BRECHAS DE GÉNERO - SOCIALIZANDO DATOS

Balvanero Balderrama García

balvanero@gmail.com / @Balvanero.B

 

La CEPAL (2018) define el concepto como: una medida que muestra la distancia entre mujeres y hombres respecto a un mismo indicador. Cada vez más, se hacen visibles las distancias existentes entre mujeres y hombres con esta perspectiva, de género.

Se hace necesario acortar estas brechas, disminuir las desigualdades, en aras de la configuración de una sociedad que otorgue iguales oportunidades a todas y todos sus integrantes. Es de justicia.

El primer paso para poder atender alguna situación es describirla, conocerla, analizarla.

También, por supuesto, en su origen estaría el aceptar que requiere atención. Hacia ello han estado presionando diversos grupos, asociaciones, de mujeres y hombres, pero principalmente por parte de ellas, para que las instituciones reconozcan y se implementen programas, políticas públicas para atender esta desigualdad.

Preparando una sesión para estudiantes de Economía de primer cuatrimestre en UNIVA Colima, en la cual también participan estudiantes de Economía de la Universidad Cardenal Herrera (España) -a invitación de su profesor Luis Enrique Cruz García- ubiqué los siguientes datos en cuanto a la participación de hombres y mujeres en la economía nacional: hombres 56.1%, mujeres 43.9 por ciento de manera global; en manufacturas 62.7 hombres y 37.3 mujeres; servicios 54.6 hombres y 45.4 mujeres; comercio 51.5 hombres y 48.5 mujeres (Censos Económicos 2019).

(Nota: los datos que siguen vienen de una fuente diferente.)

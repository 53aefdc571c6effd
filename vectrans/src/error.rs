use crate::{geom::SingularTransform, model::ModelError};
use thiserror::Error;

#[derive(Debug, Clone, PartialEq, Error)]
pub enum ConvertError {
    /// Stream does not match the format grammar, aborts the translation.
    #[error("structural parse error at offset {offset}, record {record_id:#x}: {message}")]
    StructuralParse {
        offset: usize,
        record_id: u32,
        message: String,
    },

    /// Payload of one record is shorter than its decode state requires.
    #[error("record {record_id:#x} at offset {offset}: expected {expected} bytes, {available} available")]
    RecordDecode {
        offset: usize,
        record_id: u32,
        expected: usize,
        available: usize,
    },

    #[error("unsupported feature: {0}")]
    UnsupportedFeature(String),

    #[error(transparent)]
    SingularTransform(#[from] SingularTransform),

    #[error(transparent)]
    Model(#[from] ModelError),
}

impl ConvertError {
    pub fn structural(offset: usize, record_id: u32, message: impl Into<String>) -> Self {
        Self::StructuralParse {
            offset,
            record_id,
            message: message.into(),
        }
    }

    pub fn unsupported(feature: impl Into<String>) -> Self {
        Self::UnsupportedFeature(feature.into())
    }

    /// True for errors that abort the whole translation.
    pub fn is_fatal(&self) -> bool {
        matches!(self, Self::StructuralParse { .. } | Self::Model(_))
    }
}

impl From<riff_parser::Error> for ConvertError {
    fn from(e: riff_parser::Error) -> Self {
        match e {
            riff_parser::Error::Truncated {
                offset,
                expected,
                available,
            } => Self::RecordDecode {
                offset,
                record_id: 0,
                expected,
                available,
            },
            riff_parser::Error::UnsupportedCompression(tag) => {
                Self::UnsupportedFeature(format!("RIFF compression {tag}"))
            }
            riff_parser::Error::TooDeep(offset) => Self::structural(offset, 0, e.to_string()),
            e => Self::structural(0, 0, e.to_string()),
        }
    }
}

pub type Result<T> = std::result::Result<T, ConvertError>;
//! Recognize native primitives in generic curves, so exporters can write
//! a rectangle or an ellipse element instead of a path.

use super::{arc_to_bezier, ArcType, Bbox, Path, Point, Segment, Trafo, Vector};

/// Relative tolerance when comparing against the synthesized form.
const TOLERANCE: f64 = 1e-6;

/// Axis-aligned rectangle drawn by one closed path of line segments.
pub fn as_rectangle(paths: &[Path]) -> Option<Bbox> {
    let [path] = paths else {
        return None;
    };
    if !path.closed || path.segments.iter().any(|s| matches!(s, Segment::Curve { .. })) {
        return None;
    }
    let mut corners: Vec<Point> = std::iter::once(path.start)
        .chain(path.segments.iter().map(Segment::end))
        .collect();
    corners.dedup();
    if corners.len() > 1 && corners.last() == corners.first() {
        corners.pop();
    }
    let [a, b, c, d] = corners[..] else {
        return None;
    };
    let bbox = Bbox::from_points([a, b, c, d]);
    if bbox.is_empty() {
        return None;
    }
    let on_corner = |p: Point| {
        (p.x == bbox.min.x || p.x == bbox.max.x) && (p.y == bbox.min.y || p.y == bbox.max.y)
    };
    let edges_aligned = [(a, b), (b, c), (c, d), (d, a)]
        .iter()
        .all(|(p, q)| (p.x == q.x) != (p.y == q.y));
    (edges_aligned && [a, b, c, d].into_iter().all(on_corner)).then_some(bbox)
}

/// Ellipse drawn by one closed path of four cubic segments.
///
/// Returns the transform placing the unit-box circle (center `(0.5, 0.5)`,
/// radius 0.5) onto the ellipse, the path must match the bezier form
/// synthesized for that transform.
pub fn as_ellipse(paths: &[Path]) -> Option<Trafo> {
    let [path] = paths else {
        return None;
    };
    if !path.closed || path.segments.len() != 4 {
        return None;
    }
    let mut nodes = [Point::zero(); 4];
    nodes[0] = path.start;
    for (i, s) in path.segments.iter().enumerate() {
        let Segment::Curve { end, .. } = *s else {
            return None;
        };
        if i < 3 {
            nodes[i + 1] = end;
        } else if end != path.start {
            return None;
        }
    }

    let center = nodes[0].lerp(nodes[2], 0.5);
    let u = nodes[0] - center;
    let v = nodes[1] - center;
    let size = u.length().max(v.length());
    if size == 0.0 || (nodes[1].lerp(nodes[3], 0.5) - center).length() > size * TOLERANCE {
        return None;
    }

    let trafo = Trafo::new(
        2.0 * u.x,
        2.0 * u.y,
        2.0 * v.x,
        2.0 * v.y,
        center.x - u.x - v.x,
        center.y - u.y - v.y,
    );
    let expected = arc_to_bezier(Point::new(0.5, 0.5), Vector::new(0.5, 0.5), 0.0, 0.0, ArcType::Chord)?
        .transformed(&trafo);
    let same = expected
        .points()
        .zip(path.points())
        .all(|(e, p)| (e - p).length() <= size * TOLERANCE);
    same.then_some(trafo)
}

En un desglose más fino, a partir de la Encuesta Nacional sobre el Uso del Tiempo (ENUT, 2019), se pueden apreciar estas brechas en el siguiente párrafo del comunicado emitido por el INEGI:

El 30.9% del TTT para las mujeres corresponde al trabajo para el mercado, 66.6% al trabajo no remunerado de los hogares y 2.5% a la producción de bienes para uso exclusivo del hogar. Para los hombres, 68.9% concierne al tiempo dedicado al trabajo para el mercado, 27.9% para el trabajo no remunerado de los hogares y 3.1% a la producción de bienes para uso exclusivo del hogar. (

En los textos en negritas, a propósito para destacarlo, se puede apreciar la enorme brecha en cuanto al trabajo en el hogar que no recibe un salario. Y, podríamos agregar, que muchas de las veces esas mujeres que trabajan en el hogar vienen de cumplir una jornada laboral remunerada; de ahí las menciones a las dobles y triples jornadas.

El tema es amplio, hay camino andado en la visibilización de estas brechas, en diversos ámbitos; es necesario asumir y reconocer que hay una deuda histórica que se deber resarcir. Es menester la participación de todas y todos.